◆ Required action: Collect the lines of the entries where "RetryPolicy" shows up.

◆ Records for the exercise:
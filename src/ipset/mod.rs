//! External banned-address set.
//!
//! The set is owned by a provider (a regional WAF IP set) and guarded by a
//! version token: a write only lands if it carries the token of the version
//! it was computed from. [`AddressSetGateway`] wraps that read-modify-write
//! cycle with bounded retries.
//!
//! Two separate guarantees apply:
//!
//! - Within one process, `add` and `del` on a gateway are serialized by a
//!   local lock, so two local callers never race their own writes.
//! - Across processes, only the provider's token check protects the set.
//!   Concurrent replicas converge through retries; they are not linearizable.

pub mod aws;

#[cfg(test)]
pub(crate) mod testing;

use crate::address::Address;
use crate::error::{JailError, Result};
use async_trait::async_trait;
use std::collections::HashSet;
use std::future::Future;
use std::sync::Arc;
use std::time::Duration;
use tokio::sync::Mutex;
use tracing::{debug, info, warn};

/// Maximum number of entries the external set holds.
pub const MAX_CAPACITY: usize = 10000;

/// Optimistic-concurrency token of one set version.
#[derive(Debug, Clone, PartialEq, Eq)]
pub struct VersionToken(pub String);

/// Identity of a provider-hosted set.
#[derive(Debug, Clone, PartialEq, Eq)]
pub struct SetId {
    pub name: String,
    pub id: String,
}

/// Raw contents of the external set.
#[derive(Debug, Clone)]
pub struct RawAddressSet {
    /// Entries as the provider stores them: hosts and ranges in CIDR form.
    pub entries: Vec<String>,
    pub token: VersionToken,
}

/// Result of a conditional write.
#[derive(Debug, Clone, Copy, PartialEq, Eq)]
pub enum UpdateOutcome {
    Applied,
    /// The token was stale; nothing was written.
    Conflict,
}

/// Provider hosting the external set.
#[async_trait]
pub trait AddressSetProvider: Send + Sync {
    /// Resolve a set name to its id.
    async fn find_set(&self, name: &str) -> Result<Option<SetId>>;

    /// Read the set with its current token.
    async fn get_set(&self, set: &SetId) -> Result<RawAddressSet>;

    /// Replace the set contents if `token` is still current.
    async fn update_set(
        &self,
        set: &SetId,
        token: &VersionToken,
        entries: &[String],
    ) -> Result<UpdateOutcome>;

    /// Provider name for logging.
    fn name(&self) -> &str;
}

/// Effective membership of the external set.
#[derive(Debug, Clone)]
pub struct AddressSet {
    /// Host entries.
    pub members: HashSet<Address>,
    /// Range entries, kept verbatim and written back untouched.
    pub passthrough: Vec<String>,
    pub token: VersionToken,
}

impl AddressSet {
    /// Normalize raw provider entries. Ranges go to `passthrough`;
    /// unparseable entries are dropped.
    pub fn from_raw(raw: RawAddressSet) -> Self {
        let mut members = HashSet::with_capacity(raw.entries.len());
        let mut passthrough = Vec::new();

        for entry in raw.entries {
            match Address::from_set_entry(&entry) {
                Ok(Some(addr)) => {
                    members.insert(addr);
                }
                Ok(None) => {
                    warn!(entry = %entry, "Non-host entry in address set, left untouched");
                    passthrough.push(entry);
                }
                Err(e) => {
                    warn!(entry = %entry, error = %e, "Dropping invalid address set entry");
                }
            }
        }

        Self {
            members,
            passthrough,
            token: raw.token,
        }
    }

    pub fn contains(&self, addr: &Address) -> bool {
        self.members.contains(addr)
    }

    /// Total entries, hosts and ranges.
    pub fn len(&self) -> usize {
        self.members.len() + self.passthrough.len()
    }

    pub fn is_empty(&self) -> bool {
        self.len() == 0
    }

    /// Entries to write: the passthrough ranges plus the given hosts, sorted
    /// so repeated writes of the same membership are identical.
    fn entries_with<'a>(&self, hosts: impl Iterator<Item = &'a Address>) -> Vec<String> {
        let mut hosts: Vec<String> = hosts.map(Address::to_set_entry).collect();
        hosts.sort();
        let mut entries = self.passthrough.clone();
        entries.extend(hosts);
        entries
    }
}

/// Retry schedule for conditional writes.
#[derive(Debug, Clone, Copy, PartialEq, Eq)]
pub struct RetryPolicy {
    /// Total attempts, including the first.
    pub attempts: u32,
    /// Attempt `n` waits `n * backoff_step` before the next one.
    pub backoff_step: Duration,
}

impl Default for RetryPolicy {
    fn default() -> Self {
        Self {
            attempts: 3,
            backoff_step: Duration::from_secs(5),
        }
    }
}

impl RetryPolicy {
    /// Wait after failed attempt `attempt` (1-based); none after the last.
    pub fn backoff(&self, attempt: u32) -> Option<Duration> {
        (attempt < self.attempts).then(|| self.backoff_step * attempt)
    }
}

#[derive(Debug, Clone, Copy, PartialEq, Eq)]
enum Op {
    Add,
    Del,
}

impl Op {
    fn name(self) -> &'static str {
        match self {
            Op::Add => "add",
            Op::Del => "delete",
        }
    }
}

/// Gateway to the external banned-address set.
pub struct AddressSetGateway {
    provider: Arc<dyn AddressSetProvider>,
    set: SetId,
    capacity: usize,
    retry: RetryPolicy,
    timeout: Duration,
    write_lock: Mutex<()>,
}

impl AddressSetGateway {
    /// Resolve the named set. An unknown name is a configuration error.
    pub async fn connect(
        provider: Arc<dyn AddressSetProvider>,
        name: &str,
        timeout: Duration,
    ) -> Result<Self> {
        let set = match tokio::time::timeout(timeout, provider.find_set(name)).await {
            Ok(Ok(Some(set))) => set,
            Ok(Ok(None)) => {
                return Err(JailError::Configuration(format!(
                    "no {} address set found",
                    name
                )))
            }
            Ok(Err(e)) => {
                return Err(JailError::Configuration(format!(
                    "unable to list address sets: {}",
                    e
                )))
            }
            Err(_) => {
                return Err(JailError::Configuration(
                    "timed out listing address sets".to_string(),
                ))
            }
        };

        info!(set = %set.name, id = %set.id, provider = provider.name(), "Address set resolved");

        Ok(Self {
            provider,
            set,
            capacity: MAX_CAPACITY,
            retry: RetryPolicy::default(),
            timeout,
            write_lock: Mutex::new(()),
        })
    }

    pub fn name(&self) -> &str {
        &self.set.name
    }

    async fn timed<T>(&self, what: &str, fut: impl Future<Output = Result<T>>) -> Result<T> {
        tokio::time::timeout(self.timeout, fut)
            .await
            .unwrap_or_else(|_| Err(JailError::timeout(what)))
    }

    /// Current membership and version token.
    pub async fn get(&self) -> Result<AddressSet> {
        let raw = self
            .timed("address set read", self.provider.get_set(&self.set))
            .await?;
        Ok(AddressSet::from_raw(raw))
    }

    /// Whether `addr` is currently in the set.
    pub async fn contains(&self, addr: &Address) -> Result<bool> {
        Ok(self.get().await?.contains(addr))
    }

    /// Add `addr`. A no-op if already present.
    pub async fn add(&self, addr: &Address) -> Result<()> {
        self.mutate(Op::Add, addr).await
    }

    /// Remove `addr`. A no-op if absent.
    pub async fn del(&self, addr: &Address) -> Result<()> {
        self.mutate(Op::Del, addr).await
    }

    async fn mutate(&self, op: Op, addr: &Address) -> Result<()> {
        let _guard = self.write_lock.lock().await;

        for attempt in 1..=self.retry.attempts {
            let set = self.get().await?;

            let entries = match op {
                Op::Add => {
                    if set.contains(addr) {
                        debug!(addr = %addr, "Already in address set");
                        return Ok(());
                    }
                    if set.len() >= self.capacity {
                        return Err(JailError::CapacityExceeded {
                            set: self.set.name.clone(),
                            capacity: self.capacity,
                        });
                    }
                    set.entries_with(set.members.iter().chain(std::iter::once(addr)))
                }
                Op::Del => {
                    if !set.contains(addr) {
                        debug!(addr = %addr, "Not in address set");
                        return Ok(());
                    }
                    set.entries_with(set.members.iter().filter(|m| *m != addr))
                }
            };

            let outcome = self
                .timed(
                    "address set update",
                    self.provider.update_set(&self.set, &set.token, &entries),
                )
                .await;

            match outcome {
                Ok(UpdateOutcome::Applied) => {
                    debug!(addr = %addr, op = op.name(), attempt, "Address set updated");
                    return Ok(());
                }
                Ok(UpdateOutcome::Conflict) => {
                    warn!(addr = %addr, op = op.name(), attempt, "Address set version conflict");
                }
                Err(e) if e.is_transient() => {
                    warn!(addr = %addr, op = op.name(), attempt, error = %e, "Address set update failed");
                }
                Err(e) => return Err(e),
            }

            if let Some(wait) = self.retry.backoff(attempt) {
                tokio::time::sleep(wait).await;
            }
        }

        Err(JailError::LockContention {
            op: op.name(),
            addr: addr.to_string(),
            attempts: self.retry.attempts,
        })
    }
}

◆ Written answer:
pub struct RetryPolicy {
impl Default for RetryPolicy {
impl RetryPolicy {
    retry: RetryPolicy,
            retry: RetryPolicy::default(),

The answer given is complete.